== Dataset extract ==
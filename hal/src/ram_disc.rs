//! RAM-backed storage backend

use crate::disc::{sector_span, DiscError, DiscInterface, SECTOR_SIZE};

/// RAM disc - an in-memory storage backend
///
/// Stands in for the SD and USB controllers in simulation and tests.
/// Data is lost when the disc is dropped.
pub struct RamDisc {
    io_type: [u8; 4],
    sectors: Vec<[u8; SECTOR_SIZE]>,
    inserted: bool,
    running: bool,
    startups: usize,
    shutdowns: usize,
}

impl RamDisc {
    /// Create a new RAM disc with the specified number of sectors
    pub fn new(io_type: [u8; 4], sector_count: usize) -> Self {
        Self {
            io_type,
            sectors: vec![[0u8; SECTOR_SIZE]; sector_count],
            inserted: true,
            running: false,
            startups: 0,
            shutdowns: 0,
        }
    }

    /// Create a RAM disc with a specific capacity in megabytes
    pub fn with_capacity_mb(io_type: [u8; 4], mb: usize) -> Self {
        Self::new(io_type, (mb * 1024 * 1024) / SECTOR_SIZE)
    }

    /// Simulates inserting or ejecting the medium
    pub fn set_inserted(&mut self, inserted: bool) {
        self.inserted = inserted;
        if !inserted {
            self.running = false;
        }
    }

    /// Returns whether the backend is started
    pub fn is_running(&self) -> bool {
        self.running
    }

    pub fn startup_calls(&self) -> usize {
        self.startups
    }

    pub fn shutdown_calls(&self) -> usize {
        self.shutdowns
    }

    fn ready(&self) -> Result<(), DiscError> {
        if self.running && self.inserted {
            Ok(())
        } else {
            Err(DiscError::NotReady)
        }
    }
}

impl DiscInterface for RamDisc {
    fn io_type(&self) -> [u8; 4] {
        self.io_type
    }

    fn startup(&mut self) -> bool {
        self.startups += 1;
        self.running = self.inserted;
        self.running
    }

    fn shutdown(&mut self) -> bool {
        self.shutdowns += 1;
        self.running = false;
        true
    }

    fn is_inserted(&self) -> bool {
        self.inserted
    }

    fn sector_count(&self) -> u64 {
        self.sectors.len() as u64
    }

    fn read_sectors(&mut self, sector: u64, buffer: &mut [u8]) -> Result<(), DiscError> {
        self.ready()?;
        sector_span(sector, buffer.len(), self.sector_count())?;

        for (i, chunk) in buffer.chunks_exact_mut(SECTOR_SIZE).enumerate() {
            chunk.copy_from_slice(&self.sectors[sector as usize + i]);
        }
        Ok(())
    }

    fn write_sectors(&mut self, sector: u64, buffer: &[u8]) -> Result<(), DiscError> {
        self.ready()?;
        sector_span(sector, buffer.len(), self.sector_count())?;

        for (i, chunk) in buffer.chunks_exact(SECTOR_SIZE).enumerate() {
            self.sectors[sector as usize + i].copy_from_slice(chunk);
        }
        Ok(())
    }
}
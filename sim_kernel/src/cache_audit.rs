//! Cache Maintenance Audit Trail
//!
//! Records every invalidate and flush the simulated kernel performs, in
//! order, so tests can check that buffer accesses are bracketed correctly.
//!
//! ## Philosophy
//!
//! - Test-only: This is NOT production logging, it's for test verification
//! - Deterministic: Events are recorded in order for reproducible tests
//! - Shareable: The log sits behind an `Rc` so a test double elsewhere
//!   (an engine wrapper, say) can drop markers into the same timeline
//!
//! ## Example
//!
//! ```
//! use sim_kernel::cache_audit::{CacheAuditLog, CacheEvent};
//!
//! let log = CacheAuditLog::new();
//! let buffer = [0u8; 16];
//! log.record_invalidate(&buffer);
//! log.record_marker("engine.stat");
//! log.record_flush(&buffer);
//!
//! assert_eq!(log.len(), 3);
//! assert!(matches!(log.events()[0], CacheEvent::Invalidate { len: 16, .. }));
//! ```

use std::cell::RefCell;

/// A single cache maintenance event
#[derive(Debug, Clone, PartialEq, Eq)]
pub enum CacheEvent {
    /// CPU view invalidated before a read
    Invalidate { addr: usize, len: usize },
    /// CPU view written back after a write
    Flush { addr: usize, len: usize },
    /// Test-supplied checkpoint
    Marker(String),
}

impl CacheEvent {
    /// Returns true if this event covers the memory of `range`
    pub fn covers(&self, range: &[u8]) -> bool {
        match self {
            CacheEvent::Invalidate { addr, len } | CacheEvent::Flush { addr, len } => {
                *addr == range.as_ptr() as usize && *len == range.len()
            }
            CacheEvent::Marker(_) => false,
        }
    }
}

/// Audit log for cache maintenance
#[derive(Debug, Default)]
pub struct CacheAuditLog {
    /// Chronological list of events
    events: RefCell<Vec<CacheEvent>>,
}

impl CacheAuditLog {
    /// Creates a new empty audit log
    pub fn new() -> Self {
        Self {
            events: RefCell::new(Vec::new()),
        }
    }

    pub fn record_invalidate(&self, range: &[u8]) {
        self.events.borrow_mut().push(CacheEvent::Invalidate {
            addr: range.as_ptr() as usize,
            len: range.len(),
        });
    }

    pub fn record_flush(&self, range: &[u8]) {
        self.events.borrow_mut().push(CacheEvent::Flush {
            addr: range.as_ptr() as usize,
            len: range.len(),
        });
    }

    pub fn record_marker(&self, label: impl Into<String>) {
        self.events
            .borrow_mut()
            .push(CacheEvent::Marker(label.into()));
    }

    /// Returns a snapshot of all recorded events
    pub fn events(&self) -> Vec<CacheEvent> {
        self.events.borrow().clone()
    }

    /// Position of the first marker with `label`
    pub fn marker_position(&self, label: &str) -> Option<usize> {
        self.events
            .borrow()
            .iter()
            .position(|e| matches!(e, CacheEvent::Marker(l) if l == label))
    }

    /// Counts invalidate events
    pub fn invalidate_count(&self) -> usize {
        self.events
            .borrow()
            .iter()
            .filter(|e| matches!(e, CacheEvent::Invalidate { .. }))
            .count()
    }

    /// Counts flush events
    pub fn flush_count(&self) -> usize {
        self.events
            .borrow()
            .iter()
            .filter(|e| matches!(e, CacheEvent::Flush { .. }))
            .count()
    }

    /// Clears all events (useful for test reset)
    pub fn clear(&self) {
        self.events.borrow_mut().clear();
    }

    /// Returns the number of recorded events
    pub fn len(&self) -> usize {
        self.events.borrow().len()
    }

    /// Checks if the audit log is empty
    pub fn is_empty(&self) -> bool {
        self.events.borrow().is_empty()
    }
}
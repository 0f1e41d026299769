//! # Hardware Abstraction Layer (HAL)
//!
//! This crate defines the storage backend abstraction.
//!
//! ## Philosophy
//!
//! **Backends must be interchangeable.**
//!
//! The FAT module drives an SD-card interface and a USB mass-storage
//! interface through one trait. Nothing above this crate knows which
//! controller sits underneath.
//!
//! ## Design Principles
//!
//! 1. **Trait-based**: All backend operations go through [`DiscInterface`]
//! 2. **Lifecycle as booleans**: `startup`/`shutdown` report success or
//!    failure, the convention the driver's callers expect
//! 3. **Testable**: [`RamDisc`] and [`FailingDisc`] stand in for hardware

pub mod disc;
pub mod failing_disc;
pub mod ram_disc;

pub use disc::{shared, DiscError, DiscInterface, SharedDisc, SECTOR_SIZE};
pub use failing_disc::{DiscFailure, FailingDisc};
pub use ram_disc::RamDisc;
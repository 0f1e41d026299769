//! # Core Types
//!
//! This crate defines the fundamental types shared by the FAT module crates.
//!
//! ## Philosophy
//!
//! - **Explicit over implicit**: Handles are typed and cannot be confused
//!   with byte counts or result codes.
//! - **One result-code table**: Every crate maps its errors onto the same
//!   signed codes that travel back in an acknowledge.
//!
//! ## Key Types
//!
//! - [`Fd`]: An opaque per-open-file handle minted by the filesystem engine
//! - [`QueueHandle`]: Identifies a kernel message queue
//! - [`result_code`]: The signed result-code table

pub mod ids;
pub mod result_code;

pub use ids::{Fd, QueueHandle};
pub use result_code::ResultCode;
===
Task goal ::
Copy here each line of the preceding records with "DiscInterface" in it.

Solution for this exercise ::
use crate::disc::{sector_span, DiscError, DiscInterface, SECTOR_SIZE};
impl DiscInterface for RamDisc {
//! 1. **Trait-based**: All backend operations go through [`DiscInterface`]
pub use disc::{shared, DiscError, DiscInterface, SharedDisc, SECTOR_SIZE};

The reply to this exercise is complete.